//! Brute-force retrieval: scan every stored record, score it against the
//! query, keep the best.
//!
//! Records that cannot be scored (dimension mismatch, zero magnitude) are
//! logged and excluded. Ties go to the record seen first in scan order, in
//! both the sequential and the parallel path.

use rayon::prelude::*;
use tracing::{debug, warn};

use crate::error::Result;
use crate::kv::KvStore;
use crate::similarity::cosine_similarity;
use crate::store::VectorStore;
use crate::types::{Embedding, ScoredCandidate, StoredRecord};

pub struct Retriever<'a, K> {
    store: &'a VectorStore<K>,
    parallel: bool,
}

impl<'a, K: KvStore> Retriever<'a, K> {
    pub fn new(store: &'a VectorStore<K>) -> Self {
        Self { store, parallel: false }
    }

    /// Score records on the rayon pool. Results are identical to the sequential scan.
    pub fn parallel(mut self, enabled: bool) -> Self {
        self.parallel = enabled;
        self
    }

    /// Best match for `query`, or `None` when nothing in the store is scorable.
    pub fn retrieve_best(&self, query: &Embedding) -> Result<Option<ScoredCandidate>> {
        let records = self.store.scan_all()?;
        let best = if self.parallel { best_match_parallel(query, &records) } else { best_match(query, &records) };
        match &best {
            Some(hit) => debug!(records = records.len(), key = %hit.key, score = hit.score, "retrieved best match"),
            None => debug!(records = records.len(), "no scorable records"),
        }
        Ok(best)
    }

    /// Up to `k` candidates by descending score; ties keep scan order.
    pub fn retrieve_top_k(&self, query: &Embedding, k: usize) -> Result<Vec<ScoredCandidate>> {
        if k == 0 {
            return Ok(Vec::new());
        }
        let records = self.store.scan_all()?;
        Ok(if self.parallel { top_k_parallel(query, &records, k) } else { top_k(query, &records, k) })
    }
}

/// Shorthand for `Retriever::new(store).retrieve_best(query)`.
pub fn retrieve_best<K: KvStore>(query: &Embedding, store: &VectorStore<K>) -> Result<Option<ScoredCandidate>> {
    Retriever::new(store).retrieve_best(query)
}

fn score_record(query: &Embedding, record: &StoredRecord) -> Option<f64> {
    match cosine_similarity(query, &record.embedding) {
        Ok(score) => Some(score),
        Err(e) => {
            warn!(key = %record.key, error = %e, "excluding record from ranking");
            None
        }
    }
}

fn candidate(record: &StoredRecord, score: f64) -> ScoredCandidate {
    ScoredCandidate { key: record.key.clone(), text: record.text.clone(), score }
}

/// Sequential selection with a strict greater-than running maximum.
pub fn best_match(query: &Embedding, records: &[StoredRecord]) -> Option<ScoredCandidate> {
    let mut best: Option<(usize, f64)> = None;
    for (idx, record) in records.iter().enumerate() {
        let Some(score) = score_record(query, record) else { continue };
        if best.map_or(true, |(_, top)| score > top) {
            best = Some((idx, score));
        }
    }
    best.map(|(idx, score)| candidate(&records[idx], score))
}

/// Same selection as [`best_match`], scored in parallel. Equal scores resolve
/// to the lower scan index, not to whichever thread finished first.
pub fn best_match_parallel(query: &Embedding, records: &[StoredRecord]) -> Option<ScoredCandidate> {
    records
        .par_iter()
        .enumerate()
        .filter_map(|(idx, record)| score_record(query, record).map(|score| (idx, score)))
        .reduce_with(|a, b| if b.1 > a.1 || (b.1 == a.1 && b.0 < a.0) { b } else { a })
        .map(|(idx, score)| candidate(&records[idx], score))
}

pub fn top_k(query: &Embedding, records: &[StoredRecord], k: usize) -> Vec<ScoredCandidate> {
    let scored: Vec<(usize, f64)> = records
        .iter()
        .enumerate()
        .filter_map(|(idx, record)| score_record(query, record).map(|score| (idx, score)))
        .collect();
    rank(records, scored, k)
}

/// [`top_k`] with scoring on the rayon pool. The indexed collect keeps scan
/// order, so the ranking matches the sequential one.
pub fn top_k_parallel(query: &Embedding, records: &[StoredRecord], k: usize) -> Vec<ScoredCandidate> {
    let scored: Vec<(usize, f64)> = records
        .par_iter()
        .enumerate()
        .filter_map(|(idx, record)| score_record(query, record).map(|score| (idx, score)))
        .collect();
    rank(records, scored, k)
}

fn rank(records: &[StoredRecord], mut scored: Vec<(usize, f64)>, k: usize) -> Vec<ScoredCandidate> {
    // Stable sort keeps scan order among equal scores.
    scored.sort_by(|a, b| b.1.total_cmp(&a.1));
    scored.truncate(k);
    scored.into_iter().map(|(idx, score)| candidate(&records[idx], score)).collect()
}
use std::fs;
use std::path::{Path, PathBuf};

use tracing::{debug, info, warn};

use crate::error::{Error, Result};
use crate::types::Document;

/// A document together with the file it was read from.
#[derive(Debug, Clone)]
pub struct SourceDocument {
    pub path: PathBuf,
    pub document: Document,
}

/// Collects one document per file with a given extension under a directory.
#[derive(Debug, Clone)]
pub struct DocumentLoader {
    extension: String,
    limit: Option<usize>,
}

impl Default for DocumentLoader {
    fn default() -> Self {
        Self { extension: "txt".to_string(), limit: None }
    }
}

impl DocumentLoader {
    pub fn new() -> Self {
        Self::default()
    }

    pub fn with_extension(mut self, extension: impl Into<String>) -> Self {
        self.extension = extension.into().trim_start_matches('.').to_string();
        self
    }

    /// Only read the first `limit` files (after sorting).
    pub fn with_limit(mut self, limit: usize) -> Self {
        self.limit = Some(limit);
        self
    }

    /// Walks `data_dir` recursively in path order. Files that cannot be read
    /// or are not UTF-8 are skipped with a warning.
    pub fn load_directory(&self, data_dir: &Path) -> Result<Vec<SourceDocument>> {
        if !data_dir.is_dir() {
            return Err(Error::NotFound(format!("document directory {}", data_dir.display())));
        }
        let mut files = self.list_files(data_dir);
        if files.is_empty() {
            info!(dir = %data_dir.display(), ext = %self.extension, "no matching files");
            return Ok(vec![]);
        }
        if let Some(limit) = self.limit {
            if files.len() > limit {
                files.truncate(limit);
                info!(limit, "limited to first files");
            }
        }
        let mut docs = Vec::with_capacity(files.len());
        for (file_index, path) in files.iter().enumerate() {
            debug!(n = file_index + 1, total = files.len(), path = %path.display(), "reading file");
            match read_utf8(path) {
                Ok(text) => docs.push(SourceDocument { path: path.clone(), document: Document::new(text) }),
                Err(e) => warn!(path = %path.display(), error = %e, "skipping unreadable document"),
            }
        }
        info!(files = files.len(), documents = docs.len(), "loaded documents");
        Ok(docs)
    }

    fn list_files(&self, root: &Path) -> Vec<PathBuf> {
        let mut files = Vec::new();
        for entry in walkdir::WalkDir::new(root) {
            let entry = match entry {
                Ok(entry) => entry,
                Err(e) => {
                    warn!(error = %e, "skipping directory entry");
                    continue;
                }
            };
            if !entry.file_type().is_file() {
                continue;
            }
            let path = entry.path();
            if path.extension().and_then(|s| s.to_str()) == Some(self.extension.as_str()) {
                files.push(path.to_path_buf());
            }
        }
        files.sort();
        files
    }
}

fn read_utf8(path: &Path) -> Result<String> {
    let bytes = fs::read(path).map_err(|source| Error::Io { path: path.to_path_buf(), source })?;
    String::from_utf8(bytes).map_err(|e| Error::Io {
        path: path.to_path_buf(),
        source: std::io::Error::new(std::io::ErrorKind::InvalidData, e),
    })
}
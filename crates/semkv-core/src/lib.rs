#![deny(warnings)]
#![deny(dead_code)]
#![deny(unused_variables)]
#![deny(unused_imports)]

pub mod config;
pub mod error;
pub mod key;
pub mod kv;
pub mod loader;
pub mod retriever;
pub mod similarity;
pub mod store;
pub mod traits;
pub mod types;

pub use error::{Error, Result};
pub use key::KeyDeriver;
pub use retriever::Retriever;
pub use similarity::cosine_similarity;
pub use store::VectorStore;
pub use types::{Document, DocumentKey, Embedding, ScoredCandidate, StoredRecord};
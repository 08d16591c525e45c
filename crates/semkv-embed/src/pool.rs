use anyhow::{ensure, Result};
use candle_core::{DType, Tensor};

/// Mean of the unmasked token states, then L2 normalized.
///
/// `hidden` is `[B, T, H]`, `attention_mask` is `[B, T]` (any numeric dtype).
/// Returns `[B, H]`.
pub fn masked_mean_l2(hidden: &Tensor, attention_mask: &Tensor) -> Result<Tensor> {
    let (batch, time, hidden_dim) = hidden.dims3()?;
    ensure!(
        attention_mask.dims() == [batch, time],
        "attention mask shape {:?} does not match hidden states [{batch}, {time}, _]",
        attention_mask.dims()
    );

    let mask = attention_mask.to_device(hidden.device())?.to_dtype(hidden.dtype())?;
    let mask_broadcast = mask.unsqueeze(2)?.broadcast_as(hidden.shape())?;
    let sum = (hidden * &mask_broadcast)?.sum(1)?;
    let lengths = mask.sum(1)?.unsqueeze(1)?.to_dtype(sum.dtype())?;
    let mean = sum.broadcast_div(&lengths)?;

    let eps_val = match hidden.dtype() { DType::F16 | DType::BF16 => 1e-6f32, _ => 1e-12f32 };
    let eps = Tensor::new(&[eps_val], hidden.device())?.to_dtype(hidden.dtype())?.unsqueeze(0)?;
    let norm = mean.sqr()?.sum_keepdim(1)?.sqrt()?.broadcast_add(&eps)?;
    let out = mean.broadcast_div(&norm)?;
    ensure!(out.dims() == [batch, hidden_dim], "pooled shape {:?}", out.dims());
    Ok(out)
}
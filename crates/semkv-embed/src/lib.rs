//! Embedder collaborators: a candle BERT sentence-embedding model loaded
//! from local files, and a hashing fake for tests and development.

use anyhow::{anyhow, Context, Result};
use std::collections::HashMap;
use std::path::Path;
use std::time::Instant;

use candle_core::{DType, Device, Tensor};
use candle_nn::VarBuilder;
use candle_transformers::models::bert::{BertModel, Config as BertConfig};
use tokenizers::{Tokenizer, TruncationParams};
use tracing::{debug, info, warn};

use semkv_core::config::Settings;
use semkv_core::traits::Embedder;
use semkv_core::{Embedding, Error};

mod device;
mod pool;
mod tokenize;

pub use device::select_device;
pub use pool::masked_mean_l2;
pub use tokenize::tokenize_on_device;

/// Sentence embeddings from a BERT-family encoder (all-MiniLM and friends):
/// mean pooling over the attention mask, then L2 normalization.
///
/// The model directory must hold `config.json`, `tokenizer.json` and either
/// `model.safetensors` or `pytorch_model.bin`.
pub struct BertEmbedder {
    model: BertModel,
    tokenizer: Tokenizer,
    device: Device,
    model_id: String,
    dim: usize,
    max_len: usize,
}

impl BertEmbedder {
    pub fn load(model_id: &str, model_dir: &Path, max_len: usize) -> Result<Self> {
        let device = select_device();
        info!(model = model_id, dir = %model_dir.display(), "loading embedding model");

        let tokenizer_path = model_dir.join("tokenizer.json");
        let mut tokenizer = Tokenizer::from_file(&tokenizer_path)
            .map_err(|e| anyhow!("Failed to load tokenizer from {}: {}", tokenizer_path.display(), e))?;
        tokenizer
            .with_truncation(Some(TruncationParams { max_length: max_len, ..Default::default() }))
            .map_err(|e| anyhow!("Failed to configure truncation: {}", e))?;

        let config_path = model_dir.join("config.json");
        let config_json = std::fs::read_to_string(&config_path)
            .with_context(|| format!("reading {}", config_path.display()))?;
        let config: BertConfig = serde_json::from_str(&config_json)
            .with_context(|| format!("parsing {}", config_path.display()))?;
        let raw: serde_json::Value = serde_json::from_str(&config_json)?;
        let dim = raw
            .get("hidden_size")
            .and_then(serde_json::Value::as_u64)
            .ok_or_else(|| anyhow!("{} has no hidden_size", config_path.display()))? as usize;

        let vb = load_weights(model_dir, &device)?;
        let model = BertModel::load(vb, &config).context("building BERT model")?;
        info!(model = model_id, dim, "embedding model loaded");
        Ok(Self { model, tokenizer, device, model_id: model_id.to_string(), dim, max_len })
    }

    pub fn embed_text(&self, text: &str) -> Result<Vec<f32>> {
        let start = Instant::now();
        let (input_ids, attention_mask) = tokenize_on_device(&self.tokenizer, text, self.max_len, &self.device)?;
        let token_type_ids = input_ids.zeros_like()?;
        let hidden = self.model.forward(&input_ids, &token_type_ids, Some(&attention_mask))?;
        let pooled = masked_mean_l2(&hidden, &attention_mask)?;
        let values: Vec<f32> = pooled.to_device(&Device::Cpu)?.squeeze(0)?.to_vec1()?;
        if values.len() != self.dim {
            return Err(anyhow!("model returned {} dims, expected {}", values.len(), self.dim));
        }
        let elapsed = start.elapsed();
        if elapsed.as_millis() > 100 {
            warn!(ms = elapsed.as_millis() as u64, "slow embedding");
        }
        Ok(values)
    }
}

fn load_weights(model_dir: &Path, device: &Device) -> Result<VarBuilder<'static>> {
    let safetensors = model_dir.join("model.safetensors");
    let weights: HashMap<String, Tensor> = if safetensors.exists() {
        debug!(path = %safetensors.display(), "loading safetensors weights");
        candle_core::safetensors::load(&safetensors, device)?
    } else {
        let pth = model_dir.join("pytorch_model.bin");
        debug!(path = %pth.display(), "loading pickled weights");
        candle_core::pickle::read_all(&pth)
            .with_context(|| format!("reading {}", pth.display()))?
            .into_iter()
            .collect()
    };
    Ok(VarBuilder::from_tensors(weights, DType::F32, device))
}

impl Embedder for BertEmbedder {
    fn model_id(&self) -> &str {
        &self.model_id
    }
    fn dim(&self) -> usize {
        self.dim
    }
    fn max_len(&self) -> usize {
        self.max_len
    }
    fn embed(&self, text: &str) -> semkv_core::Result<Embedding> {
        let values = self.embed_text(text).map_err(|e| Error::Embedding(format!("{e:#}")))?;
        Embedding::new(values)
    }
}

/// Deterministic bag-of-words hashing embedder. Same text, same vector; texts
/// sharing words land close together. No model files needed.
pub struct FakeEmbedder {
    dim: usize,
    model_id: String,
}

impl FakeEmbedder {
    /// Fails with [`Error::InvalidConfig`] when `dim` is zero.
    pub fn new(dim: usize) -> semkv_core::Result<Self> {
        if dim == 0 {
            return Err(Error::InvalidConfig("fake embedding dimension must be positive".to_string()));
        }
        Ok(Self { dim, model_id: format!("fake:xxh64:d{dim}") })
    }
}

impl Embedder for FakeEmbedder {
    fn model_id(&self) -> &str {
        &self.model_id
    }
    fn dim(&self) -> usize {
        self.dim
    }
    fn max_len(&self) -> usize {
        usize::MAX
    }

    fn embed(&self, text: &str) -> semkv_core::Result<Embedding> {
        use std::hash::{Hash, Hasher};
        use twox_hash::XxHash64;

        let mut v = vec![0f32; self.dim];
        let mut tokens = 0usize;
        for (i, token) in text.split_whitespace().enumerate() {
            let token = token.to_lowercase();
            let mut hasher = XxHash64::with_seed(0);
            token.hash(&mut hasher);
            let h = hasher.finish();
            let idx = (h as usize) % self.dim;
            let val = (((h >> 32) as u32) as f32) / (u32::MAX as f32);
            v[idx] += val + (i as f32 % 3.0) * 0.01;
            tokens += 1;
        }
        if tokens == 0 {
            return Err(Error::Embedding("text has no tokens to embed".to_string()));
        }
        let norm = v.iter().map(|x| x * x).sum::<f32>().sqrt().max(1e-6);
        for x in &mut v {
            *x /= norm;
        }
        Embedding::new(v)
    }
}

/// Builds the embedder described by `settings`. Relative model paths resolve
/// against `base`.
pub fn get_default_embedder(settings: &Settings, base: &Path) -> semkv_core::Result<Box<dyn Embedder>> {
    settings.validate()?;
    if settings.use_fake_embeddings {
        info!(dim = settings.fake_embedding_dim, "using FakeEmbedder");
        return Ok(Box::new(FakeEmbedder::new(settings.fake_embedding_dim)?));
    }
    let model_dir = settings.model_dir_path(base);
    if !model_dir.is_dir() {
        return Err(Error::NotFound(format!(
            "model directory {} for {} (set model_dir or APP_MODEL_DIR)",
            model_dir.display(),
            settings.model_name
        )));
    }
    let model = BertEmbedder::load(&settings.model_name, &model_dir, settings.max_tokens)
        .map_err(|e| Error::Embedding(format!("loading {}: {e:#}", settings.model_name)))?;
    Ok(Box::new(model))
}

▸ Problem details
A single number is expected: how many lines in the records contain the string "BertModel".

▸ Written answer
3